◆ Work request: Whenever the string "signer" turns up in a line of the data below, copy that line.

◆ Information shown:

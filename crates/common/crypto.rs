use ethereum_types::{Address, H256, U256};
use secp256k1::{
    ecdsa::{RecoverableSignature, RecoveryId},
    Message, SecretKey, SECP256K1,
};
use sha3::{Digest, Keccak256};
use thiserror::Error;

#[derive(Debug, Error, Clone, PartialEq, Eq)]
pub enum EcdsaError {
    #[error("Invalid recovery id")]
    InvalidRecoveryId,
    #[error("Invalid signature")]
    InvalidSignature,
    #[error("Signature recovery failed")]
    RecoveryFailed,
}

/// keccak-256 digest of arbitrary data.
pub fn keccak(data: impl AsRef<[u8]>) -> H256 {
    H256::from_slice(&Keccak256::digest(data.as_ref()))
}

/// Recovers the signer's address from a 64-byte compact signature, its
/// recovery parity bit and the signed 32-byte digest.
pub fn recover_address(
    signature: &[u8; 64],
    parity: u8,
    message_hash: H256,
) -> Result<Address, EcdsaError> {
    let recovery_id =
        RecoveryId::from_i32(parity as i32).map_err(|_| EcdsaError::InvalidRecoveryId)?;
    let signature = RecoverableSignature::from_compact(signature, recovery_id)
        .map_err(|_| EcdsaError::InvalidSignature)?;
    let public_key = SECP256K1
        .recover_ecdsa(&Message::from_digest(message_hash.0), &signature)
        .map_err(|_| EcdsaError::RecoveryFailed)?;

    // The address is the low 20 bytes of the keccak of the uncompressed
    // public key, without its 0x04 tag byte.
    let hash = keccak(&public_key.serialize_uncompressed()[1..]);
    Ok(Address::from_slice(&hash.as_bytes()[12..]))
}

/// Recovers a signer from `(r, s)` scalars as found in transactions.
pub fn recover_address_from_scalars(
    r: U256,
    s: U256,
    parity: u8,
    message_hash: H256,
) -> Result<Address, EcdsaError> {
    let mut signature = [0u8; 64];
    signature[..32].copy_from_slice(&r.to_big_endian());
    signature[32..].copy_from_slice(&s.to_big_endian());
    recover_address(&signature, parity, message_hash)
}

/// Signs a 32-byte digest, returning `(parity, r, s)`.
pub fn sign_hash(message_hash: H256, secret_key: &SecretKey) -> (u8, U256, U256) {
    let signature =
        SECP256K1.sign_ecdsa_recoverable(&Message::from_digest(message_hash.0), secret_key);
    let (recovery_id, compact) = signature.serialize_compact();
    (
        recovery_id.to_i32() as u8,
        U256::from_big_endian(&compact[..32]),
        U256::from_big_endian(&compact[32..]),
    )
}

#[cfg(test)]
mod tests {
    use super::*;

    #[test]
    fn keccak_empty() {
        assert_eq!(
            hex::encode(keccak([])),
            "c5d2460186f7233c927e7db2dcc703c0e500b653ca82273b7bfad8045d85a470"
        );
    }

    #[test]
    fn sign_and_recover() {
        let secret = SecretKey::from_slice(&[0x42; 32]).unwrap();
        let digest = keccak(b"message");
        let (parity, r, s) = sign_hash(digest, &secret);
        let recovered = recover_address_from_scalars(r, s, parity, digest).unwrap();

        let public = secret.public_key(SECP256K1);
        let expected =
            Address::from_slice(&keccak(&public.serialize_uncompressed()[1..]).as_bytes()[12..]);
        assert_eq!(recovered, expected);
    }
}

◆ Written solution:
/// Recovers the signer's address from a 64-byte compact signature, its
/// Recovers a signer from `(r, s)` scalars as found in transactions.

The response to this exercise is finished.